Rush, superintendent of McLouth Unified School District 342, is among area superintendents who have seen a reduction in the number of applicants for teaching positions.
"Three years ago, it was not uncommon to have 40 to 50 elementary applications, or 10 to 12 applications for high school positions," Rush said. "But now we're looking for a high school math teacher and I have two applications, and a music teacher and I have two applications. It doesn't give you a lot of choice."
Rush has participated in recent career days at Kansas State University and the University of Kansas, hoping to increase the number of people who would like to work in her Jefferson County school district.
This week, she said, she would attend a Northwest Missouri State career day in St. Joseph.
She attributes the problem to better opportunities in other professions.
"It's difficult for us to stay in competition with private industries," Rush said. "I can go for a job in the business industry that's going to pay twice what I'm going to make as a teacher, and it would have the potential to earn more."
In McLouth, Rush said, the starting salary for a new graduate is a little more than $25,000, plus fringe benefits such as lower health insurance premiums.
The district is limited as to how much it can pay for salaries, which make up the bulk of expenses.

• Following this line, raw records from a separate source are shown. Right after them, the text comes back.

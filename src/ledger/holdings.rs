//! Flattened holdings snapshot and its market valuation.

use crate::domain::{Decimal, TokenId};
use serde::Serialize;
use std::collections::{BTreeMap, HashMap};

use super::Ledger;

/// Base-leaf amounts with every composite unwrapped, summed across spot and
/// all deposit contracts.
#[derive(Debug, Clone, Default, PartialEq, Eq, Serialize)]
#[serde(transparent)]
pub struct Holdings(BTreeMap<TokenId, Decimal>);

impl Holdings {
    pub fn from_ledger(ledger: &Ledger) -> Self {
        let mut acc = BTreeMap::new();
        for token in ledger.spot().values() {
            token.collect_leaves(&mut acc);
        }
        for record in ledger.deposits().values() {
            record.collect_leaves(&mut acc);
        }
        acc.retain(|_, amount: &mut Decimal| !amount.is_dust());
        Holdings(acc)
    }

    pub fn amount(&self, token: &TokenId) -> Decimal {
        self.0.get(token).copied().unwrap_or_default()
    }

    pub fn iter(&self) -> impl Iterator<Item = (&TokenId, &Decimal)> {
        self.0.iter()
    }

    pub fn len(&self) -> usize {
        self.0.len()
    }

    pub fn is_empty(&self) -> bool {
        self.0.is_empty()
    }

    /// Value the snapshot at `prices`. Tokens without a price are listed in
    /// [`Valuation::unpriced`] and excluded from the total.
    pub fn valuate(&self, prices: &HashMap<TokenId, Decimal>) -> Valuation {
        let mut by_token = BTreeMap::new();
        let mut unpriced = Vec::new();
        for (token, amount) in &self.0 {
            match prices.get(token) {
                Some(price) => {
                    by_token.insert(token.clone(), *amount * *price);
                }
                None => unpriced.push(token.clone()),
            }
        }
        let total = by_token.values().sum();
        Valuation {
            by_token,
            total,
            unpriced,
        }
    }
}

/// Market value of a holdings snapshot.
#[derive(Debug, Clone, PartialEq, Eq, Serialize)]
pub struct Valuation {
    pub by_token: BTreeMap<TokenId, Decimal>,
    pub total: Decimal,
    pub unpriced: Vec<TokenId>,
}

#[cfg(test)]
mod tests {
    use super::*;
    use crate::domain::ContractId;

    fn d(s: &str) -> Decimal {
        Decimal::from_str_canonical(s).unwrap()
    }

    fn id(s: &str) -> TokenId {
        TokenId::new(s)
    }

    fn sample_ledger() -> Ledger {
        let mut ledger = Ledger::new();
        ledger.add_buy(&id("ETH"), d("3"), d("1000")).unwrap();
        ledger.add_buy(&id("USDC"), d("100"), d("1")).unwrap();

        let eth = ledger.remove_token(&id("ETH"), d("1")).unwrap();
        let mut underlying = BTreeMap::new();
        underlying.insert(id("ETH"), eth);
        ledger.liquid_deposit(&id("stETH"), d("1"), underlying).unwrap();

        ledger
            .deposit(&ContractId::new("0xvault"), &id("ETH"), d("1"))
            .unwrap();
        ledger
            .deposit(&ContractId::new("0xvault"), &id("stETH"), d("0.5"))
            .unwrap();
        ledger
    }

    #[test]
    fn test_unwraps_composites_and_sums_contracts() {
        let holdings = sample_ledger().holdings();
        assert_eq!(holdings.amount(&id("ETH")), d("3"));
        assert_eq!(holdings.amount(&id("USDC")), d("100"));
        assert_eq!(holdings.amount(&id("stETH")), Decimal::zero());
        assert_eq!(holdings.len(), 2);
    }

    #[test]
    fn test_valuation_skips_unpriced_tokens() {
        let holdings = sample_ledger().holdings();
        let mut prices = HashMap::new();
        prices.insert(id("ETH"), d("2000"));
        let valuation = holdings.valuate(&prices);
        assert_eq!(valuation.total, d("6000"));
        assert_eq!(valuation.unpriced, vec![id("USDC")]);
    }
}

Rush wishes more funds were available.
"Last year the teachers received a 1.9 percent increase," Rush said. "They're not even getting an increase in the cost of living, and their insurance skyrocketed."
Cal Cormack, superintendent of the Basehor-Linwood district, said the number of applicants seems to be in line with previous years.
"However, we have now been involved in several college recruiting days on various campuses, and the number of applicants there seems to be down," Cormack said.
To make the district more attractive to applicants, as well as existing employees, Basehor-Linwood, has this month added a paid single health insurance policy, Cormack said.
Moreover, in the last two years, employees were given an average 4 percent increase.
It's not enough, he said, because large corporations will readily offer more.
"They can come in and offer $45,000 to $50,000," Cormack said. "It's a no-brainer for young people who have run up $20,000 in student loans."
At Tonganoxie's school district, Superintendent Richard Erickson said he's observed the declining trend in the number of teacher applications.
"We haven't really gotten into our busy time of year as far as recruiting teachers," Erickson said. "But I expect the applications to be down."
However, Erickson said, even though the quantity of applications has dropped, the quality of the applicants remains high.
"In the small pool that we have, we've had some outstanding candidates," Erickson said. "The size of the pool is not an indication of the talent."
The starting teacher's salary in Tonganoxie for a new college graduate is presently $25,500, plus benefits, and will increase to $26,250, plus benefits, for the 2001-2002 school year.
In the last several years, salary increases have not kept pace with the cost of living, Erickson said.
"We've ranged anywhere from 3 percent to a little over 4 percent in the last two to three years," Erickson said. "We're not keeping up with the cost of inflation. I think teachers deserve a much higher salary than what we're paying them."